▶ TASK DETAILS
Beginning with the very first line, please reproduce the entries exactly through the line containing "impl AsyncRead for".
====== MATERIAL SUPPLIED ======
//! The decoded-value type.
//!
//! The Go source this crate is specified against uses `any` for a decoded
//! `{name -> value}` map entry (SPEC_FULL.md §9, "`Any` as the decoded-value
//! type"). Rust has no untyped `any` that's ergonomic to pattern-match on, so
//! this crate uses a closed tagged variant instead. The request decoder
//! (`decode.rs`) only ever produces these eight shapes; the unmarshaler
//! (`convert.rs`) and the `#[derive(Input)]`-generated code only ever consume
//! them.
use std::collections::HashMap;
use std::fmt;
use std::io::Cursor;
use std::pin::Pin;
use std::task::{Context as TaskContext, Poll};

use tokio::io::{AsyncRead, ReadBuf};

/// A boxed, already-open body or multipart-file-part stream. Mirrors Go's
/// `io.ReadCloser` target for `body:"file"`/`body:"multipart"` fields;
/// dropping it is the "close".
pub type BodyReader = Box<dyn AsyncRead + Unpin + Send>;

/// Wraps an in-memory buffer so a `Value::Bytes`/`Value::Text` can satisfy a
/// field typed as `BodyReader` (SPEC_FULL.md §4.2, "bytes/string wrapped in
/// an in-memory reader with no-op close").
pub struct BytesReader {
	cursor: Cursor<Vec<u8>>,
}

impl BytesReader {
	pub fn new(bytes: Vec<u8>) -> Self {
		Self { cursor: Cursor::new(bytes) }
	}
}

impl AsyncRead for BytesReader {
	fn poll_read(mut self: Pin<&mut Self>, _cx: &mut TaskContext<'_>, buf: &mut ReadBuf<'_>) -> Poll<std::io::Result<()>> {
		use std::io::Read;
		let n = self.cursor.read(buf.initialize_unfilled())?;
		buf.advance(n);
		Poll::Ready(Ok(()))
	}
}

/// A decoded request fragment: one parameter value, one body field, or a
/// nested object built up during parameter/body decoding.
pub enum Value {
	Null,
	Bool(bool),
	Int(i64),
	Float(f64),
	Text(String),
	Bytes(Vec<u8>),
	List(Vec<Value>),
	Map(HashMap<String, Value>),
	/// A streamed body or multipart file part. Not `Clone`; once read, it's
	/// consumed, matching an `io::ReadCloser`'s one-shot nature.
	Reader(BodyReader),
}

impl fmt::Debug for Value {
	fn fmt(&self, f: &mut fmt::Formatter<'_>) -> fmt::Result {
		match self {
			Value::Null => write!(f, "Null"),
			Value::Bool(b) => write!(f, "Bool({b})"),
			Value::Int(i) => write!(f, "Int({i})"),
			Value::Float(v) => write!(f, "Float({v})"),
			Value::Text(s) => write!(f, "Text({s:?})"),
			Value::Bytes(b) => write!(f, "Bytes[{} bytes]", b.len()),
			Value::List(l) => f.debug_list().entries(l.iter()).finish(),
			Value::Map(m) => f.debug_map().entries(m.iter()).finish(),
			Value::Reader(_) => write!(f, "Reader(..)"),
		}
	}
}

impl Value {
	pub fn kind(&self) -> &'static str {
		match self {
			Value::Null => "null",
			Value::Bool(_) => "bool",
			Value::Int(_) => "int",
			Value::Float(_) => "float",
			Value::Text(_) => "text",
			Value::Bytes(_) => "bytes",
			Value::List(_) => "list",
			Value::Map(_) => "map",
			Value::Reader(_) => "reader",
		}
	}

	pub fn from_str_scalar(s: impl Into<String>) -> Value {
		Value::Text(s.into())
	}

	pub fn as_text(&self) -> Option<&str> {
		match self {
			Value::Text(s) => Some(s),
			_ => None,
		}
	}

	pub fn as_map(&self) -> Option<&HashMap<String, Value>> {
		match self {
			Value::Map(m) => Some(m),
			_ => None,
		}
	}

	pub fn as_list(&self) -> Option<&[Value]> {
		match self {
			Value::List(l) => Some(l),
			_ => None,
		}
	}
}

impl From<serde_json::Value> for Value {
	fn from(v: serde_json::Value) -> Self {
		match v {
			serde_json::Value::Null => Value::Null,
			serde_json::Value::Bool(b) => Value::Bool(b),
			serde_json::Value::Number(n) => {
				if let Some(i) = n.as_i64() {
					Value::Int(i)
				} else {
					Value::Float(n.as_f64().unwrap_or_default())
				}
			},
			serde_json::Value::String(s) => Value::Text(s),
			serde_json::Value::Array(a) => Value::List(a.into_iter().map(Value::from).collect()),
			serde_json::Value::Object(o) => {
				Value::Map(o.into_iter().map(|(k, v)| (k, Value::from(v))).collect())
			},
		}
	}
}
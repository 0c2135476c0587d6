//! The explicit wiring layer (SPEC_FULL.md §9 "DI framework as assembly
//! glue"): one `Builder` that constructs every subsystem exactly once, in
//! the leaves-first dependency order §2 describes, and hands the finished
//! `axum::Router` to `main.rs`'s listener. No global state — everything a
//! request needs flows through `apiruntime::AppState`, cloned per request by
//! `axum`'s `State` extractor.
use std::sync::Arc;
use std::time::Duration;

use anyhow::{Context as _, Result, bail};
use apiruntime::config::AppConfig;
use apiruntime::handler::{Api, AppState};
use apiruntime::middleware::MiddlewareScheduler;
use apiruntime::security::{SecurityEnforcer, SimpleEnforcer};
use axum::Router;
use tokio_util::sync::CancellationToken;

/// What `Builder::build` hands back to `main.rs`: a fully-layered router
/// ready for `axum::serve`, plus the pieces the listener needs to honor
/// SPEC_FULL.md §5's shutdown contract.
pub struct Built {
	pub router: Router,
	pub bind_addr: String,
	pub shutdown: CancellationToken,
	pub shutdown_timeout: Duration,
}

/// Consumes an `AppConfig` and produces a `Built`. Every subsystem is
/// constructed once here: the converter registry, the security enforcer
/// strategy, the OpenAPI-backed `Api`, and the middleware scheduler, in that
/// order (tag parser and converter registry are leaves; the scheduler is
/// built last because CORS/logging/JWT registrations just wrap the router
/// `Api::into_router` already produced).
pub struct Builder {
	config: AppConfig,
}

impl Builder {
	pub fn new(config: AppConfig) -> Self {
		Self { config }
	}

	pub fn build(self) -> Result<Built> {
		apicore::telemetry::init(&self.config.httpserver.logging.level, self.config.httpserver.logging.schema);

		let registry = Arc::new(apiruntime::convert::ConverterRegistry::with_builtins());

		let enforcer: Arc<dyn SecurityEnforcer> = match self.config.security.enforcer.kind {
			apiruntime::EnforcerKind::Simple => Arc::new(SimpleEnforcer),
			apiruntime::EnforcerKind::Casbin => {
				bail!("security.enforcer.type = casbin requires a policy adapter registered by the host application (SPEC_FULL.md §4.7); apiruntime-app does not register one")
			},
			apiruntime::EnforcerKind::Custom => {
				bail!("security.enforcer.type = custom requires a host-supplied SecurityEnforcer implementation; apiruntime-app does not register one")
			},
		};

		let shutdown = CancellationToken::new();

		let state = AppState {
			registry,
			enforcer,
			cancellation: shutdown.clone(),
			default_format: self.config.httpserver.api.default_format.clone(),
			no_format_fallback: self.config.httpserver.api.no_format_fallback,
		};

		let api = Api::new(self.config.httpserver.openapi.clone(), self.config.httpserver.api.clone());
		let router: Router = api.into_router().with_state(state);

		let mut scheduler = MiddlewareScheduler::new();
		scheduler.register_request_id();
		if self.config.httpserver.cors.enabled {
			scheduler.register_cors(self.config.httpserver.cors.to_layer());
		}
		if self.config.httpserver.logging.enabled {
			scheduler.register_logging(self.config.httpserver.logging.skip_paths.clone());
		}
		if let Some(jwt) = &self.config.security.jwt {
			let jwt_config = jwt.finish().context("security.jwt")?;
			let token_sources = self.config.security.token_source.finish();
			scheduler.register_jwt(token_sources, jwt_config);
		}

		let router = scheduler.apply_all(router);

		Ok(Built {
			router,
			bind_addr: self.config.httpserver.server.bind_addr(),
			shutdown,
			shutdown_timeout: Duration::from_secs(self.config.httpserver.server.shutdown_timeout),
		})
	}
}

#[cfg(test)]
mod tests {
	use super::*;

	#[test]
	fn simple_enforcer_builds_without_a_jwt_section() {
		let built = Builder::new(AppConfig::default()).build().unwrap();
		assert_eq!(built.bind_addr, "0.0.0.0:8080");
	}

	#[test]
	fn casbin_enforcer_without_an_adapter_is_a_wiring_error() {
		let mut config = AppConfig::default();
		config.security.enforcer.kind = apiruntime::EnforcerKind::Casbin;
		assert!(Builder::new(config).build().is_err());
	}
}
======
▶ EXERCISE SOLUTION
//! The decoded-value type.
//!
//! The Go source this crate is specified against uses `any` for a decoded
//! `{name -> value}` map entry (SPEC_FULL.md §9, "`Any` as the decoded-value
//! type"). Rust has no untyped `any` that's ergonomic to pattern-match on, so
//! this crate uses a closed tagged variant instead. The request decoder
//! (`decode.rs`) only ever produces these eight shapes; the unmarshaler
//! (`convert.rs`) and the `#[derive(Input)]`-generated code only ever consume
//! them.
use std::collections::HashMap;
use std::fmt;
use std::io::Cursor;
use std::pin::Pin;
use std::task::{Context as TaskContext, Poll};

use tokio::io::{AsyncRead, ReadBuf};

/// A boxed, already-open body or multipart-file-part stream. Mirrors Go's
/// `io.ReadCloser` target for `body:"file"`/`body:"multipart"` fields;
/// dropping it is the "close".
pub type BodyReader = Box<dyn AsyncRead + Unpin + Send>;

/// Wraps an in-memory buffer so a `Value::Bytes`/`Value::Text` can satisfy a
/// field typed as `BodyReader` (SPEC_FULL.md §4.2, "bytes/string wrapped in
/// an in-memory reader with no-op close").
pub struct BytesReader {
	cursor: Cursor<Vec<u8>>,
}

impl BytesReader {
	pub fn new(bytes: Vec<u8>) -> Self {
		Self { cursor: Cursor::new(bytes) }
	}
}

impl AsyncRead for BytesReader {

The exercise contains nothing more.